> _Task brief_: Across the listing below, how many lines include the string "must"? Reply with the number alone.

> _Input data_:
use serde::{Deserialize, Serialize};

use super::{LedgerError, Result, Tags, Timestamp};

pub const MIN_ENTRY_COUNT: u32 = 1;
pub const MAX_ENTRY_COUNT: u32 = 1000;

/// One recorded usage event. Entries are append-only; they are never edited in place.
#[derive(Debug, Clone, PartialEq, Eq, Serialize, Deserialize)]
pub struct Entry {
    /// When the usage occurred (may be back- or post-dated)
    pub ts: Timestamp,
    /// Amount of usage, 1..=1000
    pub count: u32,
    #[serde(default)]
    pub tags: Tags,
}

impl Entry {
    pub fn new(ts: Timestamp, count: u32, tags: Tags) -> Result<Self> {
        let entry = Self { ts, count, tags };
        entry.validate()?;
        Ok(entry)
    }

    pub fn validate(&self) -> Result<()> {
        if !(MIN_ENTRY_COUNT..=MAX_ENTRY_COUNT).contains(&self.count) {
            return Err(LedgerError::ValidationFailed(format!(
                "entry count must be between {MIN_ENTRY_COUNT} and {MAX_ENTRY_COUNT}, got {}",
                self.count
            )));
        }
        if self.ts < 0 {
            return Err(LedgerError::ValidationFailed(format!(
                "entry timestamp must not be negative, got {}",
                self.ts
            )));
        }
        Ok(())
    }

    /// True if this entry shares at least one tag with `filter`.
    /// An empty filter matches everything.
    pub fn matches_any(&self, filter: &Tags) -> bool {
        filter.is_empty() || !self.tags.is_disjoint(filter)
    }
}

> _Exercise answer_: 2